§ EXTRACTED MATERIAL:
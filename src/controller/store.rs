//! Local cache of observed events
//!
//! Holds the last-known snapshot of every live event, keyed by
//! `namespace/name`. Written only by the watch dispatcher; read
//! concurrently by the workers. Entries have no TTL, they live until the
//! corresponding delete notification removes them.

use std::collections::HashMap;
use std::sync::{Arc, RwLock};

use k8s_openapi::api::core::v1::Event;

/// Key-indexed snapshot store for watched events.
#[derive(Default)]
pub struct EventStore {
    events: RwLock<HashMap<String, Arc<Event>>>,
}

impl EventStore {
    #[must_use]
    pub fn new() -> Self {
        Self::default()
    }

    /// Replace (or insert) the snapshot for a key.
    pub fn upsert(&self, key: &str, event: Event) {
        let mut events = self.events.write().unwrap();
        events.insert(key.to_string(), Arc::new(event));
    }

    /// Drop the snapshot for a key.
    pub fn remove(&self, key: &str) {
        let mut events = self.events.write().unwrap();
        events.remove(key);
    }

    /// Look up the snapshot for a key. `None` means the object no longer
    /// exists (or was never observed).
    #[must_use]
    pub fn get(&self, key: &str) -> Option<Arc<Event>> {
        let events = self.events.read().unwrap();
        events.get(key).cloned()
    }

    #[must_use]
    pub fn len(&self) -> usize {
        self.events.read().unwrap().len()
    }

    #[must_use]
    pub fn is_empty(&self) -> bool {
        self.len() == 0
    }
}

§ TRY IT: Set the data down again in full, exactly as given.

§ SOLUTION TO THIS EXERCISE:
filename src/controller/store.rs
//! Local cache of observed events
//!
//! Holds the last-known snapshot of every live event, keyed by
//! `namespace/name`. Written only by the watch dispatcher; read
//! concurrently by the workers. Entries have no TTL, they live until the
//! corresponding delete notification removes them.

use std::collections::HashMap;
use std::sync::{Arc, RwLock};

use k8s_openapi::api::core::v1::Event;

/// Key-indexed snapshot store for watched events.
#[derive(Default)]
pub struct EventStore {
    events: RwLock<HashMap<String, Arc<Event>>>,
}

impl EventStore {
    #[must_use]
    pub fn new() -> Self {
        Self::default()
    }

    /// Replace (or insert) the snapshot for a key.
    pub fn upsert(&self, key: &str, event: Event) {
        let mut events = self.events.write().unwrap();
        events.insert(key.to_string(), Arc::new(event));
    }

    /// Drop the snapshot for a key.
    pub fn remove(&self, key: &str) {
        let mut events = self.events.write().unwrap();
        events.remove(key);
    }

    /// Look up the snapshot for a key. `None` means the object no longer
    /// exists (or was never observed).
    #[must_use]
    pub fn get(&self, key: &str) -> Option<Arc<Event>> {
        let events = self.events.read().unwrap();
        events.get(key).cloned()
    }

    #[must_use]
    pub fn len(&self) -> usize {
        self.events.read().unwrap().len()
    }

    #[must_use]
    pub fn is_empty(&self) -> bool {
        self.len() == 0
    }
}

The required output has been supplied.